As Crooner Alice Faye differs from operatic Soprano Kirsten Flagstad, so differs the beauteous yellow parlor canary from that less spectacular-looking musical technician, the Glucke Roller Canary. Ordinary house canaries just sing. Rollers roll. They trill and pipe some twelve identifiably different kinds of music. For 400 years eager teachers have bred away their natural song, using organ music to teach them Gluckes and Rolls, using running water to teach them the elegant Deep Bubbling Water Tour. Modern breeders lef young birds learn by listening to older champions. Some trainers have tried phonograph records, but not successfully. The birds learn and include in their song the needle’s scratch and crack.

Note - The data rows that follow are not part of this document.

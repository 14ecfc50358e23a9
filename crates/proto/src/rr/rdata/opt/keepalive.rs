// Copyright 2015-2023 Benjamin Fry <benjaminfry@me.com>
//
// Licensed under the Apache License, Version 2.0, <LICENSE-APACHE or
// https://apache.org/licenses/LICENSE-2.0> or the MIT license <LICENSE-MIT or
// https://opensource.org/licenses/MIT>, at your option. This file may not be
// copied, modified, or distributed except according to those terms.

//! The edns-tcp-keepalive option, [RFC 7828](https://tools.ietf.org/html/rfc7828)

use std::fmt;
use std::time::Duration;

#[cfg(feature = "serde")]
use serde::{Deserialize, Serialize};

use super::{EdnsCode, EdnsOptionData};
use crate::error::*;
use crate::serialize::binary::*;

/// The idle timeout of a TCP connection, in units of 100 milliseconds
///
/// Clients send the option without a value, servers may answer with a timeout.
#[cfg_attr(feature = "serde", derive(Deserialize, Serialize))]
#[derive(Debug, Default, PartialEq, Eq, Hash, Clone, Copy)]
pub struct Keepalive(Option<u16>);

impl Keepalive {
    /// Wraps the timeout, in units of 100 milliseconds
    pub fn new(timeout: Option<u16>) -> Self {
        Self(timeout)
    }

    /// The raw timeout, in units of 100 milliseconds
    pub fn timeout(&self) -> Option<u16> {
        self.0
    }

    /// The timeout as a duration
    pub fn duration(&self) -> Option<Duration> {
        self.0
            .map(|timeout| Duration::from_millis(u64::from(timeout) * 100))
    }
}

impl EdnsOptionData for Keepalive {
    fn len(&self) -> usize {
        self.0.map_or(0, |_| 2)
    }

    fn read_data(data: &[u8]) -> ProtoResult<Self> {
        let mut decoder = BinDecoder::new(data);
        match data.len() {
            0 => Ok(Self(None)),
            2 => Ok(Self(Some(decoder.read_u16()?.unverified()))),
            len => Err(DecodeError::InvalidEdnsOptionLength {
                code: EdnsCode::Keepalive.into(),
                len,
            }
            .into()),
        }
    }
}

impl BinEncodable for Keepalive {
    fn emit(&self, encoder: &mut BinEncoder<'_>) -> ProtoResult<()> {
        match self.0 {
            Some(timeout) => encoder.emit_u16(timeout),
            None => Ok(()),
        }
    }
}

impl fmt::Display for Keepalive {
    fn fmt(&self, f: &mut fmt::Formatter<'_>) -> fmt::Result {
        match self.duration() {
            Some(duration) => write!(f, "{}ms", duration.as_millis()),
            None => f.write_str("(empty)"),
        }
    }
}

To Oakland, Calif, and Portland, Ore., for shows of two of the Pacific Coast’s three important Roller associations, breeders last week hopefully expressed their prize birds. The complicated work of judging Oakland’s 250 showbirds fell to Frank Bires and William Ragon (for their services, $300 each). They gave the show’s master team championship to a quartet owned by San Diego’s Olsen Schummer. It was the team’s twelfth successive first prize.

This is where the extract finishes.